Abstract

Spontaneous mutagenesis in bacteria is understood as the product of genome-wide mutations occurring in the absence of selection during active cell proliferation in which mutant cells survive lethal selection while non-mutants cells die. However, when non-lethal selection is used to identify mutants, cells that have not yet mutated are still alive but unable to actively proliferate. This report addresses whether the first mutant colonies appearing on non-lethal selection plates are the product of spontaneous mutations occurring during exponential growth or whether they are produced by mutagenesis during selection. We infer, based on evidence obtained by using two unique methods, that most of these colonies are the product of mutation events happening soon after saturated bacterial cultures are deposited on plates. This mutability takes place irrespective of the selective allele location, whether chromosomal or extrachromosomal. This result demonstrates the fallibility of fluctuation analysis under non-lethal conditions of selection because this method assumes that the first mutants on a selection plate have occurred during exponential growth.

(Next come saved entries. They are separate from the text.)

use std::net::SocketAddr;
use std::time::Duration;

use bytes::Bytes;
use eppwire_frame::{FrameConfig, FrameError, FrameReader, FrameWriter};
use eppwire_transport::{connect, ConnectTarget, EppStream};
use tracing::{debug, info, trace, warn};

use crate::config::{ConnectOptions, ConnectionParams};
use crate::error::{ClientError, Result};

/// Lifecycle of a [`Session`].
#[derive(Debug, Clone, Copy, PartialEq, Eq)]
pub enum SessionState {
    /// No connection has been attempted.
    Unconnected,
    /// A connect is in progress.
    Connecting,
    /// A live stream is held and the greeting has been read.
    Connected,
    /// The stream was released by [`Session::close`].
    Closed,
    /// A connect attempt or an I/O operation failed; the stream is gone.
    Failed,
}

/// Owns the live stream and performs whole-frame I/O on it.
///
/// Any failure while reading or writing leaves the frame boundary unknown,
/// so the stream is released and the session moves to
/// [`SessionState::Failed`]. Nothing is retried.
#[derive(Debug)]
pub struct Session {
    state: SessionState,
    stream: Option<EppStream>,
    peer: Option<SocketAddr>,
    read_timeout: Option<Duration>,
    write_timeout: Option<Duration>,
    frame_config: FrameConfig,
}

impl Default for Session {
    fn default() -> Self {
        Self::new()
    }
}

impl Session {
    pub fn new() -> Self {
        Self {
            state: SessionState::Unconnected,
            stream: None,
            peer: None,
            read_timeout: None,
            write_timeout: None,
            frame_config: FrameConfig::default(),
        }
    }

    /// Connect, optionally upgrade to TLS, and read the greeting.
    ///
    /// An existing connection is closed first.
    pub fn open(&mut self, params: &ConnectionParams, options: &ConnectOptions) -> Result<Bytes> {
        if self.stream.is_some() {
            debug!("closing existing connection before reconnecting");
            self.close();
        }
        options.validate()?;

        self.state = SessionState::Connecting;
        self.read_timeout = options.read_timeout;
        self.write_timeout = options.write_timeout;
        self.frame_config = options.frame.clone();

        let mut target = ConnectTarget::new(params.host(), params.port())
            .with_connect_timeout(options.connect_timeout);
        if params.tls() {
            target = target.with_tls(options.tls.clone());
        }

        let stream = connect(&target)
            .and_then(|stream| {
                stream.set_read_timeout(options.read_timeout)?;
                stream.set_write_timeout(options.write_timeout)?;
                Ok(stream)
            })
            .map_err(|source| {
                self.state = SessionState::Failed;
                ClientError::Connection {
                    host: params.host().to_string(),
                    port: params.port(),
                    source,
                }
            })?;

        self.peer = stream.peer_addr().ok();
        self.stream = Some(stream);
        self.state = SessionState::Connected;

        let greeting = self.receive()?;
        info!(
            host = params.host(),
            port = params.port(),
            tls = params.tls(),
            greeting_bytes = greeting.len(),
            "session established"
        );
        Ok(greeting)
    }

    /// Encode `payload` and write the whole frame.
    pub fn send(&mut self, payload: &[u8]) -> Result<()> {
        let config = self.frame_config.clone();
        let stream = self.live_stream()?;
        let result = FrameWriter::with_config(stream, config).send(payload);

        match result {
            Ok(()) => {
                debug!(bytes = payload.len(), "frame sent");
                trace!(payload = %String::from_utf8_lossy(payload), "outbound frame");
                Ok(())
            }
            // Rejected before any byte was written; the stream is still in sync.
            Err(err @ FrameError::PayloadTooLarge { .. }) => Err(ClientError::Protocol(err)),
            Err(err) => {
                let err = self.classify(err, self.write_timeout);
                self.fail(&err);
                Err(err)
            }
        }
    }

    /// Block until one complete frame arrives and return its payload.
    pub fn receive(&mut self) -> Result<Bytes> {
        let config = self.frame_config.clone();
        let stream = self.live_stream()?;
        let result = FrameReader::with_config(stream, config).read_frame();

        match result {
            Ok(frame) => {
                debug!(bytes = frame.payload.len(), "frame received");
                trace!(payload = %String::from_utf8_lossy(&frame.payload), "inbound frame");
                Ok(frame.into_payload())
            }
            Err(err) => {
                let err = self.classify(err, self.read_timeout);
                self.fail(&err);
                Err(err)
            }
        }
    }

    /// Release the stream. Safe to call in any state, any number of times.
    pub fn close(&mut self) {
        if let Some(mut stream) = self.stream.take() {
            stream.shutdown();
            debug!(peer = ?self.peer, "connection closed");
        }
        self.state = SessionState::Closed;
    }

    pub fn state(&self) -> SessionState {
        self.state
    }

    pub fn is_connected(&self) -> bool {
        self.state == SessionState::Connected
    }

    /// Address of the server of the current or most recent connection.
    pub fn peer(&self) -> Option<SocketAddr> {
        self.peer
    }

    fn live_stream(&mut self) -> Result<&mut EppStream> {
        match (self.state, self.stream.as_mut()) {
            (SessionState::Connected, Some(stream)) => Ok(stream),
            _ => Err(ClientError::NotConnected),
        }
    }

    fn classify(&self, err: FrameError, timeout: Option<Duration>) -> ClientError {
        if err.is_timeout() {
            ClientError::Timeout(timeout.unwrap_or_default())
        } else if err.is_protocol() {
            ClientError::Protocol(err)
        } else {
            ClientError::Transport(err)
        }
    }

    fn fail(&mut self, err: &ClientError) {
        warn!(peer = ?self.peer, error = %err, "session failed");
        if let Some(mut stream) = self.stream.take() {
            stream.shutdown();
        }
        self.state = SessionState::Failed;
    }
}

impl Drop for Session {
    fn drop(&mut self) {
        if let Some(mut stream) = self.stream.take() {
            stream.shutdown();
        }
    }
}
use std::fmt;
use std::path::PathBuf;
use std::time::Duration;

use eppwire_frame::FrameError;
use eppwire_transport::TransportError;
use eppwire_xml::{SyntaxError, XmlError};

/// Which way a frame was travelling when it failed a check.
#[derive(Debug, Clone, Copy, PartialEq, Eq)]
pub enum Direction {
    /// Client to server.
    Outbound,
    /// Server to client.
    Inbound,
}

impl fmt::Display for Direction {
    fn fmt(&self, f: &mut fmt::Formatter<'_>) -> fmt::Result {
        match self {
            Direction::Outbound => f.write_str("outbound"),
            Direction::Inbound => f.write_str("inbound"),
        }
    }
}

/// Errors that can occur in client operations.
#[derive(Debug, thiserror::Error)]
pub enum ClientError {
    /// Missing or invalid construction parameters.
    #[error("invalid configuration: {0}")]
    Configuration(String),

    /// Socket or TLS failure while establishing the connection.
    #[error("cannot connect to {host}:{port}: {source}")]
    Connection {
        host: String,
        port: u16,
        #[source]
        source: TransportError,
    },

    /// The byte stream violated the framing rules.
    #[error("protocol error: {0}")]
    Protocol(#[source] FrameError),

    /// Reading or writing the stream failed.
    #[error("transport error: {0}")]
    Transport(#[source] FrameError),

    /// A configured read or write timeout elapsed.
    #[error("timed out after {0:?}")]
    Timeout(Duration),

    /// The session has no live connection.
    #[error("not connected")]
    NotConnected,

    /// A frame is not well-formed XML. The message includes the document.
    #[error("{direction} frame is not well-formed XML: {source}\n{}", .source.document())]
    Syntax {
        direction: Direction,
        #[source]
        source: SyntaxError,
    },

    /// A file given as frame input could not be read.
    #[error("cannot read frame input {}: {source}", .path.display())]
    Input {
        path: PathBuf,
        #[source]
        source: std::io::Error,
    },

    /// Scratch file or serialization failure in the XML layer.
    #[error("xml error: {0}")]
    Xml(#[source] XmlError),
}

impl ClientError {
    pub(crate) fn syntax(direction: Direction, source: SyntaxError) -> Self {
        ClientError::Syntax { direction, source }
    }

    /// Wrap an XML-layer error, labelling syntax errors with `direction`.
    pub(crate) fn xml(direction: Direction, err: XmlError) -> Self {
        match err {
            XmlError::Syntax(source) => ClientError::syntax(direction, source),
            other => ClientError::Xml(other),
        }
    }
}

pub type Result<T> = std::result::Result<T, ClientError>;
//! Blocking client for length-prefixed XML protocols such as EPP.
//!
//! This is the "just works" layer. Connect, receive the server greeting,
//! exchange whole frames, disconnect. Outbound text is checked for
//! well-formedness before it reaches the wire.

pub mod client;
pub mod config;
pub mod error;
pub mod input;
pub mod representation;
pub mod session;

#[cfg(test)]
mod testing;

pub use client::EppClient;
pub use config::{ConnectOptions, ConnectionParams};
pub use error::{ClientError, Direction, Result};
pub use input::{FrameInput, Payload};
pub use representation::{ParsedDocument, RawXml, Representation};
pub use session::{Session, SessionState};
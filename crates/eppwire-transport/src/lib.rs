//! TCP and TLS stream transport.
//!
//! Provides a single stream type over the two ways a registry client talks
//! to its server:
//! - plain TCP
//! - TCP upgraded to TLS (rustls) before any frame is exchanged
//!
//! This is the lowest layer of eppwire. Framing and sessions build on the
//! [`EppStream`] returned by [`connect`].

pub mod error;
pub mod stream;
pub mod tcp;
pub mod tls;

pub use error::{Result, TransportError};
pub use stream::EppStream;
pub use tcp::{connect, ConnectTarget, DEFAULT_PORT};
pub use tls::TlsOptions;
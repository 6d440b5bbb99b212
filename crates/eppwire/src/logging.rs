use clap::ValueEnum;
use tracing::level_filters::LevelFilter;

#[derive(Copy, Clone, Debug, ValueEnum)]
pub enum LogFormat {
    Text,
    Json,
}

#[derive(Copy, Clone, Debug, ValueEnum)]
pub enum LogLevel {
    Error,
    Warn,
    Info,
    Debug,
    Trace,
}

impl LogLevel {
    pub fn as_filter(self) -> LevelFilter {
        match self {
            LogLevel::Error => LevelFilter::ERROR,
            LogLevel::Warn => LevelFilter::WARN,
            LogLevel::Info => LevelFilter::INFO,
            LogLevel::Debug => LevelFilter::DEBUG,
            LogLevel::Trace => LevelFilter::TRACE,
        }
    }
}

/// Install the stderr subscriber. Frame payloads only appear at `trace`.
pub fn init_logging(format: LogFormat, level: LogLevel) {
    let builder = tracing_subscriber::fmt()
        .with_writer(std::io::stderr)
        .with_max_level(level.as_filter())
        .with_ansi(false)
        .with_target(false);

    match format {
        LogFormat::Text => {
            let _ = builder.try_init();
        }
        LogFormat::Json => {
            let _ = builder.json().try_init();
        }
    }
}

#[cfg(test)]
mod tests {
    use super::*;

    #[test]
    fn levels_map_to_filters() {
        assert_eq!(LogLevel::Error.as_filter(), LevelFilter::ERROR);
        assert_eq!(LogLevel::Trace.as_filter(), LevelFilter::TRACE);
        assert!(LogLevel::Warn.as_filter() < LogLevel::Debug.as_filter());
    }
}
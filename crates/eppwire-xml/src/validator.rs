use quick_xml::events::{BytesStart, Event};
use quick_xml::Reader;
use tracing::trace;

use crate::error::SyntaxError;

const UTF8_BOM: &[u8] = b"\xEF\xBB\xBF";

/// Structural markup reported by [`scan`], in document order.
///
/// Only markup inside the root element is reported; the prolog and
/// trailing misc are checked but not forwarded.
#[derive(Debug, Clone, PartialEq, Eq)]
pub(crate) enum Markup {
    Open {
        name: String,
        attributes: Vec<(String, String)>,
        empty: bool,
    },
    Close,
    Text(String),
    CData(String),
    Comment(String),
}

/// Check that `payload` is a well-formed XML document.
///
/// Only syntax is checked: UTF-8 encoding and the XML character range, tag
/// nesting and names, a single root element, no character data outside the
/// root, comment and attribute syntax, and entity references. No DTD or
/// schema is loaded.
pub fn validate(payload: &[u8]) -> Result<(), SyntaxError> {
    scan(payload, |_| {})
}

/// Walk a payload, enforcing well-formedness and feeding markup to `sink`.
pub(crate) fn scan<F>(payload: &[u8], mut sink: F) -> Result<(), SyntaxError>
where
    F: FnMut(Markup),
{
    let (skip, body) = match payload.strip_prefix(UTF8_BOM) {
        Some(rest) => (UTF8_BOM.len(), rest),
        None => (0, payload),
    };
    let fail = |message: String, at: usize| SyntaxError::new(message, skip + at, payload);

    let text = std::str::from_utf8(body).map_err(|err| {
        fail(
            format!("document is not valid UTF-8: {err}"),
            err.valid_up_to(),
        )
    })?;

    if let Some((at, c)) = text.char_indices().find(|&(_, c)| !is_xml_char(c)) {
        return Err(fail(
            format!("character U+{:04X} is not allowed in XML", u32::from(c)),
            at,
        ));
    }

    let mut reader = Reader::from_str(text);
    let config = reader.config_mut();
    config.check_end_names = false;
    config.check_comments = true;

    let mut open: Vec<String> = Vec::new();
    let mut root_seen = false;
    let mut doctype_seen = false;
    let mut first_event = true;

    loop {
        let at = position(reader.buffer_position());
        let event = reader
            .read_event()
            .map_err(|err| fail(err.to_string(), position(reader.error_position())))?;

        match event {
            Event::Decl(_) if !first_event => {
                return Err(fail(
                    "XML declaration is only allowed at the start of the document".to_string(),
                    at,
                ));
            }
            Event::Start(ref start) | Event::Empty(ref start) => {
                if open.is_empty() && root_seen {
                    return Err(fail(
                        format!(
                            "second root element <{}>: a document has exactly one root",
                            element_name(start)
                        ),
                        at,
                    ));
                }
                let name = element_name(start);
                if !is_name(&name) {
                    return Err(fail(format!("invalid element name '{name}'"), at));
                }
                let attributes = read_attributes(start).map_err(|message| fail(message, at))?;
                let empty = matches!(event, Event::Empty(_));
                root_seen = true;
                if !empty {
                    open.push(name.clone());
                }
                sink(Markup::Open {
                    name,
                    attributes,
                    empty,
                });
            }
            Event::End(ref end) => {
                let found = String::from_utf8_lossy(end.name().as_ref()).into_owned();
                match open.pop() {
                    Some(expected) if expected == found => sink(Markup::Close),
                    Some(expected) => {
                        return Err(fail(
                            format!("mismatched end tag: expected </{expected}>, found </{found}>"),
                            at,
                        ));
                    }
                    None => {
                        return Err(fail(
                            format!("end tag </{found}> has no matching start tag"),
                            at,
                        ));
                    }
                }
            }
            Event::Text(ref content) => {
                if let Some(idx) = content.windows(3).position(|w| w == b"]]>") {
                    return Err(fail(
                        "']]>' is not allowed in character data".to_string(),
                        at + idx,
                    ));
                }
                let value = content
                    .unescape()
                    .map_err(|err| fail(err.to_string(), at))?;
                if let Some(c) = value.chars().find(|&c| !is_xml_char(c)) {
                    return Err(fail(
                        format!("character reference to U+{:04X} is not allowed", u32::from(c)),
                        at,
                    ));
                }
                if open.is_empty() {
                    if !value.trim().is_empty() {
                        return Err(fail(
                            "character data outside the root element".to_string(),
                            at,
                        ));
                    }
                } else {
                    sink(Markup::Text(value.into_owned()));
                }
            }
            Event::CData(ref content) => {
                if open.is_empty() {
                    return Err(fail("CDATA section outside the root element".to_string(), at));
                }
                sink(Markup::CData(
                    String::from_utf8_lossy(content.as_ref()).into_owned(),
                ));
            }
            Event::Comment(ref content) => {
                if content.windows(2).any(|w| w == b"--") || content.ends_with(b"-") {
                    return Err(fail("'--' is not allowed inside a comment".to_string(), at));
                }
                if !open.is_empty() {
                    sink(Markup::Comment(
                        String::from_utf8_lossy(content.as_ref()).into_owned(),
                    ));
                }
            }
            Event::DocType(_) if root_seen => {
                return Err(fail(
                    "document type declaration after the root element".to_string(),
                    at,
                ));
            }
            Event::DocType(_) if doctype_seen => {
                return Err(fail(
                    "a document has at most one document type declaration".to_string(),
                    at,
                ));
            }
            Event::DocType(_) => doctype_seen = true,
            Event::Eof => break,
            _ => {}
        }
        first_event = false;
    }

    let end = body.len();
    if let Some(unclosed) = open.last() {
        return Err(fail(
            format!("unexpected end of document: element <{unclosed}> is not closed"),
            end,
        ));
    }
    if !root_seen {
        return Err(fail("document has no root element".to_string(), end));
    }

    trace!(bytes = payload.len(), "payload is well-formed");
    Ok(())
}

fn element_name(start: &BytesStart<'_>) -> String {
    String::from_utf8_lossy(start.name().as_ref()).into_owned()
}

fn read_attributes(start: &BytesStart<'_>) -> Result<Vec<(String, String)>, String> {
    check_attribute_spacing(start.attributes_raw())
        .map_err(|message| format!("in <{}>: {message}", element_name(start)))?;

    let mut attributes = Vec::new();
    for attr in start.attributes() {
        let attr = attr.map_err(|err| format!("in <{}>: {err}", element_name(start)))?;
        let key = String::from_utf8_lossy(attr.key.as_ref()).into_owned();
        if !is_name(&key) {
            return Err(format!("invalid attribute name '{key}'"));
        }
        let value = attr
            .unescape_value()
            .map_err(|err| format!("attribute '{key}': {err}"))?
            .into_owned();
        if let Some(c) = value.chars().find(|&c| !is_xml_char(c)) {
            return Err(format!(
                "attribute '{key}': character U+{:04X} is not allowed",
                u32::from(c)
            ));
        }
        attributes.push((key, value));
    }
    Ok(attributes)
}

/// Every quoted value must be followed by whitespace or the end of the tag.
fn check_attribute_spacing(raw: &[u8]) -> Result<(), String> {
    let mut quote = None;
    for (idx, &byte) in raw.iter().enumerate() {
        match quote {
            Some(open) if byte == open => {
                quote = None;
                if let Some(next) = raw.get(idx + 1) {
                    if !is_space(*next) {
                        return Err("attributes must be separated by whitespace".to_string());
                    }
                }
            }
            Some(_) => {}
            None if byte == b'"' || byte == b'\'' => quote = Some(byte),
            None => {}
        }
    }
    Ok(())
}

fn is_space(byte: u8) -> bool {
    matches!(byte, b' ' | b'\t' | b'\r' | b'\n')
}

/// The XML 1.0 `Char` production.
pub(crate) fn is_xml_char(c: char) -> bool {
    matches!(c,
        '\u{9}' | '\u{A}' | '\u{D}'
        | '\u{20}'..='\u{D7FF}'
        | '\u{E000}'..='\u{FFFD}'
        | '\u{10000}'..='\u{10FFFF}')
}

/// The XML 1.0 `Name` production.
pub(crate) fn is_name(name: &str) -> bool {
    let mut chars = name.chars();
    match chars.next() {
        Some(first) if is_name_start_char(first) => chars.all(is_name_char),
        _ => false,
    }
}

fn is_name_start_char(c: char) -> bool {
    matches!(c,
        ':' | 'A'..='Z' | '_' | 'a'..='z'
        | '\u{C0}'..='\u{D6}'
        | '\u{D8}'..='\u{F6}'
        | '\u{F8}'..='\u{2FF}'
        | '\u{370}'..='\u{37D}'
        | '\u{37F}'..='\u{1FFF}'
        | '\u{200C}'..='\u{200D}'
        | '\u{2070}'..='\u{218F}'
        | '\u{2C00}'..='\u{2FEF}'
        | '\u{3001}'..='\u{D7FF}'
        | '\u{F900}'..='\u{FDCF}'
        | '\u{FDF0}'..='\u{FFFD}'
        | '\u{10000}'..='\u{EFFFF}')
}

fn is_name_char(c: char) -> bool {
    is_name_start_char(c)
        || matches!(c,
            '-' | '.' | '0'..='9' | '\u{B7}'
            | '\u{300}'..='\u{36F}'
            | '\u{203F}'..='\u{2040}')
}

fn position<P>(pos: P) -> usize
where
    usize: TryFrom<P>,
{
    usize::try_from(pos).unwrap_or(usize::MAX)
}
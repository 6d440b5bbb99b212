//! Minimal plaintext registry stand-in: greets, then answers every frame
//! with a fixed response until the client disconnects.
//!
//! Run with:
//!   cargo run --example fake-registry
//!
//! In another terminal:
//!   cargo run --features cli -- send 127.0.0.1 --port 7700 \
//!     --xml '<epp><hello/></epp>' --wait

use std::io::{Read, Write};
use std::net::TcpListener;

use eppwire::frame::{encode, FrameReader};

const GREETING: &str = r#"<?xml version="1.0" encoding="UTF-8" standalone="no"?>
<epp xmlns="urn:ietf:params:xml:ns:epp-1.0"><greeting><svID>fake-registry</svID></greeting></epp>"#;

const RESPONSE: &str = r#"<?xml version="1.0" encoding="UTF-8" standalone="no"?>
<epp xmlns="urn:ietf:params:xml:ns:epp-1.0"><response><result code="1000"><msg>Command completed successfully</msg></result></response></epp>"#;

fn main() -> Result<(), Box<dyn std::error::Error>> {
    let port = std::env::var("FAKE_REGISTRY_PORT").unwrap_or_else(|_| "7700".to_string());
    let listener = TcpListener::bind(format!("127.0.0.1:{port}"))?;
    eprintln!("Listening on {}", listener.local_addr()?);

    let (mut sock, addr) = listener.accept()?;
    eprintln!("Client connected: {addr}");
    sock.write_all(&encode(GREETING.as_bytes())?)?;

    let mut reader = FrameReader::new(sock.try_clone()?);
    loop {
        match reader.read_frame() {
            Ok(frame) => {
                eprintln!("Received {} byte frame", frame.payload.len());
                eppwire::xml::validate(&frame.payload)?;
                sock.write_all(&encode(RESPONSE.as_bytes())?)?;
            }
            Err(e) => {
                eprintln!("Client disconnected: {e}");
                break;
            }
        }
    }

    let mut rest = Vec::new();
    let _ = sock.read_to_end(&mut rest);
    Ok(())
}
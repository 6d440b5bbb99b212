//! Loopback servers for exercising sessions against real sockets.

use std::fs::File;
use std::io::{BufReader, Read, Write};
use std::net::{TcpListener, TcpStream};
use std::path::{Path, PathBuf};
use std::sync::Arc;
use std::thread::{self, JoinHandle};

use rustls::{ServerConfig, ServerConnection, StreamOwned};

pub(crate) const GREETING: &[u8] = b"<epp><greeting/></epp>";

/// Wire bytes of one frame.
pub(crate) fn frame(payload: &[u8]) -> Vec<u8> {
    eppwire_frame::encode(payload)
        .expect("payload should fit in a frame")
        .to_vec()
}

/// Accept one connection on a loopback port and run `script` on it.
pub(crate) fn serve<F, T>(script: F) -> (u16, JoinHandle<T>)
where
    F: FnOnce(TcpStream) -> T + Send + 'static,
    T: Send + 'static,
{
    let listener = TcpListener::bind("127.0.0.1:0").expect("listener should bind");
    let port = listener.local_addr().expect("listener has address").port();
    let handle = thread::spawn(move || {
        let (sock, _) = listener.accept().expect("listener should accept");
        script(sock)
    });
    (port, handle)
}

/// Send the greeting, then collect everything the client writes until it
/// closes the connection.
pub(crate) fn greet_and_record() -> (u16, JoinHandle<Vec<u8>>) {
    serve(|mut sock| {
        sock.write_all(&frame(GREETING)).expect("greeting should be written");
        let mut received = Vec::new();
        let _ = sock.read_to_end(&mut received);
        received
    })
}

/// Send the greeting, then answer each client frame with `reply`.
pub(crate) fn greet_and_reply(
    reply: &'static [u8],
    rounds: usize,
) -> (u16, JoinHandle<Vec<Vec<u8>>>) {
    serve(move |mut sock| {
        sock.write_all(&frame(GREETING)).expect("greeting should be written");
        let mut requests = Vec::new();
        for _ in 0..rounds {
            let mut header = [0u8; 4];
            sock.read_exact(&mut header).expect("request header");
            let total = u32::from_be_bytes(header) as usize;
            let mut body = vec![0u8; total - 4];
            sock.read_exact(&mut body).expect("request body");
            requests.push(body);
            sock.write_all(&frame(reply)).expect("reply should be written");
        }
        let mut rest = Vec::new();
        let _ = sock.read_to_end(&mut rest);
        requests
    })
}

/// PEM fixtures shared with the transport crate's tests.
pub(crate) fn tls_fixture(name: &str) -> PathBuf {
    Path::new(env!("CARGO_MANIFEST_DIR"))
        .join("../eppwire-transport/testdata")
        .join(name)
}

fn tls_server_config() -> Arc<ServerConfig> {
    let mut certs = BufReader::new(File::open(tls_fixture("server.pem")).expect("server cert"));
    let certs = rustls_pemfile::certs(&mut certs)
        .collect::<std::io::Result<Vec<_>>>()
        .expect("server cert should parse");
    let mut key = BufReader::new(File::open(tls_fixture("server-key.pem")).expect("server key"));
    let key = rustls_pemfile::private_key(&mut key)
        .expect("server key should parse")
        .expect("server key should be present");
    let config =
        ServerConfig::builder_with_provider(Arc::new(rustls::crypto::ring::default_provider()))
            .with_safe_default_protocol_versions()
            .expect("protocol versions")
            .with_no_client_auth()
            .with_single_cert(certs, key)
            .expect("server certificate should be accepted");
    Arc::new(config)
}

/// Like [`serve`], but the accepted socket is wrapped in a TLS server
/// session for 127.0.0.1, trusted through `tls_fixture("ca.pem")`.
pub(crate) fn serve_tls<F, T>(script: F) -> (u16, JoinHandle<T>)
where
    F: FnOnce(StreamOwned<ServerConnection, TcpStream>) -> T + Send + 'static,
    T: Send + 'static,
{
    let config = tls_server_config();
    serve(move |sock| {
        let conn = ServerConnection::new(config).expect("server connection");
        script(StreamOwned::new(conn, sock))
    })
}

A process of mutagenesis, such as the one observed here, occurring during starvation and in the absence of cell division, provides insights into how bacteria may quickly adapt to an ever-changing environment, and rapidly evolve new traits, such as antibiotic resistance. Furthermore, this is a demonstration of the strength of mutagenic processes, perhaps evolutionary conserved, that occur in the absence of active cell proliferation that might partly explain the acquisition of chemotherapy resistance in transformed cells.